For example, Lima, Perú is a city of more than 10 million people, which is the largest city I've ever been in. The traffic is extremely congested, fast-paced, and seemingly chaotic, which is far more intense than any traffic I've ever experienced in my home state of Kentucky or my brief residence in Boston. The street noises become more serene and more diverse as the walk progresses toward the sea-side park. The urban soundscape challenges some of the assumptions that people may have about Peru or South America more broadly, and it provides a palpable experience of the precarity of being a pedestrian in this context. The visual representation of the newspaper clipping illustrates the park and the popular parapete (parasailing) rental business that is centered there.

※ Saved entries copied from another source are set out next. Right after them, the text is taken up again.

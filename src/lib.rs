//! # Kotlin Logging Extensions Generator
//!
//! For every class-like declaration that can be named from outside its file,
//! emits one Kotlin source file holding a `log` extension property:
//!
//! ```text
//! package com.example
//!
//! import io.github.oshai.kotlinlogging.KLogger
//! import io.github.oshai.kotlinlogging.KotlinLogging
//!
//! val <T> Outer<T>.log: KLogger
//!     get() = KotlinLogging.logger("com.example.Outer")
//! ```
//!
//! ## Pipeline
//!
//! 1. **Symbols** (`symbols`): a per-file declaration tree, either supplied by
//!    the host or parsed by `scanner` from Kotlin source with tree-sitter.
//! 2. **Identity** (`identity`): visibility, receiver type, file name and
//!    logger name for one declaration, or a reason it is skipped.
//! 3. **Render** (`codegen`): the Kotlin text for one identity.
//! 4. **Emit** (`processor` into a `sink::CodeGenerator`): one unit per class,
//!    keyed by raw package name and file name, in discovery order.
//!
//! `session` drives the whole thing over a directory, using `cache` to treat
//! only changed files as new.

#[cfg(feature = "napi")]
use napi_derive::napi;

mod cache;
mod codegen;
mod discovery;
mod error;
mod identifiers;
mod identity;
mod options;
mod processor;
mod scanner;
mod session;
mod sink;
mod symbols;


pub use cache::{CacheEntry, IncrementalCache};
pub use codegen::render_logger_extension;
pub use discovery::{find_kotlin_files, logical_path, parse_source_file, scan_directory};
pub use error::{GenerateError, Result};
pub use identifiers::{
    escape_identifier, escape_package_path, escape_reserved_segments, kotlin_string_literal,
    BACKTICK, KOTLIN_HARD_KEYWORDS,
};
pub use identity::{
    build_receiver, resolve_identity, resolve_visibility, EmissionIdentity, ExtensionVisibility,
    ReceiverDeclaration, SkipReason,
};
pub use options::{
    GeneratorOptions, DEFAULT_FILE_SUFFIX, DEFAULT_LOGGER_FACTORY, DEFAULT_LOGGER_TYPE,
};
pub use processor::{LoggerProcessor, LoggerProcessorProvider, PassSummary, SymbolProcessor};
pub use scanner::scan_source;
pub use session::{generate_for_directory, GenerationReport, CACHE_FILE_NAME};
pub use sink::{
    CodeGenerator, Dependencies, FileSystemCodeGenerator, GeneratedUnit, MemoryCodeGenerator,
    WrittenFile,
};
pub use symbols::{
    ClassDeclarations, Declaration, DeclarationKind, DiscoveredClass, SourceFile, TypeParameter,
    Visibility,
};

// ═══════════════════════════════════════════════════════════════════════════════
// NAPI BRIDGE
// ═══════════════════════════════════════════════════════════════════════════════

#[cfg(feature = "napi")]
fn options_from_value(options_json: Option<serde_json::Value>) -> napi::Result<GeneratorOptions> {
    match options_json {
        Some(value) => serde_json::from_value(value)
            .map_err(|e| napi::Error::from_reason(format!("Invalid options: {}", e))),
        None => Ok(GeneratorOptions::default()),
    }
}

/// Generate extensions for every `.kt` file under `source_dir` into
/// `output_dir`. Returns the session report.
#[cfg(feature = "napi")]
#[napi]
pub fn generate_logging_extensions_native(
    source_dir: String,
    output_dir: String,
    options_json: Option<serde_json::Value>,
) -> napi::Result<serde_json::Value> {
    let options = options_from_value(options_json)?;
    let report = generate_for_directory(
        std::path::Path::new(&source_dir),
        std::path::Path::new(&output_dir),
        &options,
    )
    .map_err(|e| napi::Error::from_reason(e.to_string()))?;

    serde_json::to_value(report).map_err(|e| napi::Error::from_reason(e.to_string()))
}

/// Render extensions for host-supplied symbol trees without touching disk.
/// Returns the generated units in emission order.
#[cfg(feature = "napi")]
#[napi]
pub fn render_logging_extensions_native(
    files_json: serde_json::Value,
    options_json: Option<serde_json::Value>,
) -> napi::Result<serde_json::Value> {
    let files: Vec<SourceFile> = serde_json::from_value(files_json)
        .map_err(|e| napi::Error::from_reason(format!("Invalid source files: {}", e)))?;
    let options = options_from_value(options_json)?;

    let mut processor = LoggerProcessorProvider.create(MemoryCodeGenerator::new(), options);
    processor
        .generate(&files)
        .map_err(|e| napi::Error::from_reason(e.to_string()))?;

    serde_json::to_value(processor.into_code_generator().into_units())
        .map_err(|e| napi::Error::from_reason(e.to_string()))
}
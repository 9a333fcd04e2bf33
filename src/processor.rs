//! Declaration Processor
//!
//! One incremental pass: walk the new files, resolve an emission identity for
//! every class-like declaration, render and emit. Identities are computed in
//! parallel; emission is sequential in discovery order so the sink sees the same
//! call sequence on every run.

use rayon::prelude::*;
use serde::Serialize;
use tracing::{debug, info, trace};

use crate::codegen::render_logger_extension;
use crate::error::Result;
use crate::identity::{resolve_identity, EmissionIdentity};
use crate::options::GeneratorOptions;
use crate::sink::{CodeGenerator, Dependencies};
use crate::symbols::{DiscoveredClass, SourceFile};

/// A processor driven by the host once per round.
pub trait SymbolProcessor {
    /// Process the files first seen in this round. Returns qualified names of
    /// declarations that need another round.
    fn process(&mut self, new_files: &[SourceFile]) -> Result<Vec<String>>;
}

#[derive(Debug, Clone, Copy, Default, PartialEq, Eq, Serialize)]
#[serde(rename_all = "camelCase")]
pub struct PassSummary {
    pub generated: usize,
    pub skipped: usize,
}

pub struct LoggerProcessor<G: CodeGenerator> {
    code_generator: G,
    options: GeneratorOptions,
}

impl<G: CodeGenerator> LoggerProcessor<G> {
    pub fn new(code_generator: G, options: GeneratorOptions) -> Self {
        Self {
            code_generator,
            options,
        }
    }

    pub fn options(&self) -> &GeneratorOptions {
        &self.options
    }

    pub fn code_generator(&self) -> &G {
        &self.code_generator
    }

    pub fn into_code_generator(self) -> G {
        self.code_generator
    }

    /// Run one pass over `new_files`. A sink failure aborts the pass; units
    /// already handed to the sink stay written.
    pub fn generate(&mut self, new_files: &[SourceFile]) -> Result<PassSummary> {
        let classes: Vec<DiscoveredClass<'_>> = new_files
            .iter()
            .flat_map(SourceFile::class_declarations)
            .collect();

        let options = &self.options;
        let rendered: Vec<_> = classes
            .par_iter()
            .map(|class| {
                resolve_identity(class, options).map(|identity| {
                    let content = render_logger_extension(&identity, options);
                    (identity, content)
                })
            })
            .collect();

        let mut summary = PassSummary::default();
        for (class, outcome) in classes.iter().zip(rendered) {
            match outcome {
                Ok((identity, content)) => {
                    self.emit(&identity, &content)?;
                    summary.generated += 1;
                }
                Err(reason) => {
                    debug!(
                        file = %class.file.path,
                        declaration = %class.declaration().simple_name,
                        %reason,
                        "skipping declaration"
                    );
                    summary.skipped += 1;
                }
            }
        }

        info!(
            files = new_files.len(),
            generated = summary.generated,
            skipped = summary.skipped,
            "logging extensions pass complete"
        );
        Ok(summary)
    }

    fn emit(&mut self, identity: &EmissionIdentity, content: &str) -> Result<()> {
        trace!(
            package = %identity.package_name,
            file = %identity.file_name,
            logger = %identity.logger_name,
            "emitting logging extension"
        );
        self.code_generator.create_new_file(
            Dependencies::single_file(identity.dependency.clone()),
            &identity.package_name,
            &identity.file_name,
            content,
        )
    }
}

impl<G: CodeGenerator> SymbolProcessor for LoggerProcessor<G> {
    fn process(&mut self, new_files: &[SourceFile]) -> Result<Vec<String>> {
        self.generate(new_files)?;
        // Generated units carry no annotations, so nothing is ever deferred.
        Ok(Vec::new())
    }
}

/// Host-facing factory, called once per compilation session.
#[derive(Debug, Default, Clone, Copy)]
pub struct LoggerProcessorProvider;

impl LoggerProcessorProvider {
    pub fn create<G: CodeGenerator>(
        &self,
        code_generator: G,
        options: GeneratorOptions,
    ) -> LoggerProcessor<G> {
        LoggerProcessor::new(code_generator, options)
    }
}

The parade in Sucre, Bolivia was one of numerous parades that I encountered while I was there. Before going there, I read in a travel guide and other literature that parades are culturally commonplace, serve a variety of official and informal purposes, and can even break out spontaneously depending on the occasion. For example, I once encountered a personal birthday celebration parade after dark. The youth parade in the soundscape completely overtook the Plaza de Mayo with young people cheering and waving to onlookers. In contrast, the photo shows the same plaza on a calmer day with a family enjoying a walk in the park with their child.

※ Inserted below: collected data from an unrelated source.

//! File backend configuration.

/// Default chunk size for reads whose length is not given (1 MiB).
pub const DEFAULT_READ_CHUNK_SIZE: usize = 1024 * 1024;

/// How a [`FileBackend`](crate::FileBackend) performs positional I/O.
#[derive(Debug, Clone, Copy, PartialEq, Eq, Default)]
pub enum IoStrategy {
    /// Use the native positional syscalls where the platform has them,
    /// otherwise fall back to [`IoStrategy::Emulated`].
    #[default]
    Auto,
    /// Always use the native positional syscalls (`pread`/`pwrite`).
    Native,
    /// Lock the handle, save the cursor, seek, do the I/O, restore the cursor.
    Emulated,
}

impl IoStrategy {
    /// Returns `true` if the platform provides atomic positional syscalls
    /// that leave the cursor untouched.
    #[must_use]
    pub const fn native_available() -> bool {
        cfg!(unix)
    }

    /// Resolves `Auto` to the concrete strategy for this platform.
    ///
    /// Returns `None` if the strategy cannot be used here.
    #[must_use]
    pub const fn resolve(self) -> Option<Self> {
        match self {
            Self::Auto if Self::native_available() => Some(Self::Native),
            Self::Auto => Some(Self::Emulated),
            Self::Native if Self::native_available() => Some(Self::Native),
            Self::Native => None,
            Self::Emulated => Some(Self::Emulated),
        }
    }
}

/// Configuration for wrapping a file in a [`FileBackend`](crate::FileBackend).
#[derive(Debug, Clone)]
pub struct FileConfig {
    /// Which positional I/O strategy to use.
    pub strategy: IoStrategy,

    /// Largest single read issued while reading to end of file.
    pub read_chunk_size: usize,
}

impl Default for FileConfig {
    fn default() -> Self {
        Self {
            strategy: IoStrategy::Auto,
            read_chunk_size: DEFAULT_READ_CHUNK_SIZE,
        }
    }
}

impl FileConfig {
    /// Creates a new configuration with default values.
    #[must_use]
    pub fn new() -> Self {
        Self::default()
    }

    /// Sets the positional I/O strategy.
    #[must_use]
    pub const fn strategy(mut self, strategy: IoStrategy) -> Self {
        self.strategy = strategy;
        self
    }

    /// Sets the read chunk size. Zero is treated as one byte.
    #[must_use]
    pub const fn read_chunk_size(mut self, size: usize) -> Self {
        self.read_chunk_size = if size == 0 { 1 } else { size };
        self
    }
}
//! # posio Testkit
//!
//! Test utilities for posio.
//!
//! This crate provides:
//! - Temporary file fixtures and a backend-agnostic test handle
//! - A reference model of the positional contract
//! - Contract suites runnable against any backend
//! - Property-based test generators using proptest
//! - Stress testing utilities
//!
//! ## Usage
//!
//! ```rust,ignore
//! use posio_testkit::prelude::*;
//!
//! #[test]
//! fn read_table_on_every_backend() {
//!     let source = shuffled_source(42);
//!     with_each_backend(&source, |_, handle| {
//!         check_read_table(handle, &source, 42);
//!     });
//! }
//! ```

#![deny(unsafe_code)]
#![warn(missing_docs)]

pub mod contract;
pub mod fixtures;
pub mod generators;
pub mod model;
pub mod stress;

/// Prelude module for convenient imports
pub mod prelude {
    pub use crate::contract::*;
    pub use crate::fixtures::*;
    pub use crate::generators::*;
    pub use crate::model::*;
    pub use crate::stress::*;
}

pub use contract::*;
pub use fixtures::*;
pub use generators::*;
pub use model::*;
pub use stress::*;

The postcard in Eastern Kentucky is an interview excerpt from an ethnographic research project on young women leaders in Appalachian for which I served as a research assistant to my doctoral advisor. The young woman is a prominent leader in a well-known non-profit and various regional organizations. The brief audio clip is actually an interruption in our conversation that reveals her leadership skills in action in what may otherwise seem like a mundane moment. Instead of ignoring the interruption as irrelevant, this excerpt makes the work she discusses in the interview more concrete and places the listener in the busy environment of the building where she works. The image is taken from the top of Pine Mountain at a popular scenic overlook above the town where the interview took place.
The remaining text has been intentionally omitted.